For decades, we watched as their lives unfolded alongside our own.
Now, in what promises to be a tear-jerking finale, the 7 Up documentary series is coming to an end.
The 14 participants first appeared on our television screens in 1964 in an ITV World In Action special - aged just seven.
There have since been eight more films, released seven years apart and exploring how their lives had changed in the intervening years.
The stars, now pensioners and retirees, will appear in the final instalment 70 Up, which is to be released later this year.
Familiar returning faces include 'cheeky chap' Tony, a London cabbie who had wanted to be a jockey - and Neil, who dreamed of being an astronaut but experienced homelessness.
Public schoolboy Bruce, who wanted to be a missionary, will also appear, as well as Symon, who has fostered more than 120 children and has 12 grandchildren.
Viewers will also hear from Charles, a former participant who stopped appearing in the films after the age of 21.
Sue will discuss her marriage and her decades spent working at Queen Mary University of London, while Peter has news about his country music band. Lawyer Andrew, the prep school pupil who read The Financial Times, will return together with Suzy - once a young ballerina who hated her private school.

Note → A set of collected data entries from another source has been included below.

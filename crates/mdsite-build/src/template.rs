//! Page template.

use std::fs;
use std::path::{Path, PathBuf};

use crate::error::BuildError;

/// A page template with a body marker.
///
/// Loaded once per build and shared by every page.
#[derive(Debug, Clone)]
pub struct Template {
    path: PathBuf,
    content: String,
    marker: String,
}

impl Template {
    /// Load a template from disk.
    pub fn load(path: &Path, marker: &str) -> Result<Self, BuildError> {
        let content = fs::read_to_string(path).map_err(|e| BuildError::Template {
            path: path.to_path_buf(),
            message: e.to_string(),
        })?;

        let template = Self {
            path: path.to_path_buf(),
            content,
            marker: marker.to_string(),
        };

        match template.marker_count() {
            1 => {}
            0 => tracing::warn!(
                "Template {} has no {} marker; pages will have no body",
                path.display(),
                marker
            ),
            n => tracing::warn!(
                "Template {} has {} {} markers; every one gets the page body",
                path.display(),
                n,
                marker
            ),
        }

        Ok(template)
    }

    /// Build a template from a string.
    pub fn from_string(content: impl Into<String>, marker: impl Into<String>) -> Self {
        Self {
            path: PathBuf::new(),
            content: content.into(),
            marker: marker.into(),
        }
    }

    pub fn path(&self) -> &Path {
        &self.path
    }

    /// Number of markers in the template.
    pub fn marker_count(&self) -> usize {
        if self.marker.is_empty() {
            return 0;
        }
        self.content.matches(self.marker.as_str()).count()
    }

    /// Substitute `body` for the marker.
    pub fn render(&self, body: &str) -> String {
        if self.marker.is_empty() {
            return self.content.clone();
        }
        self.content.replace(&self.marker, body)
    }
}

The legendary 'Up' series of documentaries is set to conclude with a poignant finale titled 70 Up
The films began back in 1964 with '7 Up' - following fourteen children who were all seven years old at the time
Symon and Susan, at the age of seven. Both are members for the 7 Up gang
Pictured left to right: Suzanne Lack and Jackie Bassett at the age of seven on the TV programme 7 Up
The show will remember the participants no longer with us, including Lynn, who died in 2013, and Nick, a farmer's son who became a nuclear physicist and died in 2023. Meanwhile, Jackie, who attended the same primary school as Lynn and Sue in the 1960s, will also return.
The series was helmed by director Michael Apted from 1970 until his death in 2021. For the finale, Academy Award-winning director Asif Kapadia will step in.
Kapadia, who was behind documentaries about racing driver Ayrton Senna and singer Amy Winehouse, said he had named the series his favourite documentary of all time in 2014.
'Directing 70 Up has been a dream project for me, the ultimate portrait of human life,' he said.
ITV factual controller Jo Clinton-Davis said the series was a 'truly distinctive landmark piece of filmmaking that has become part of our cultural fabric'.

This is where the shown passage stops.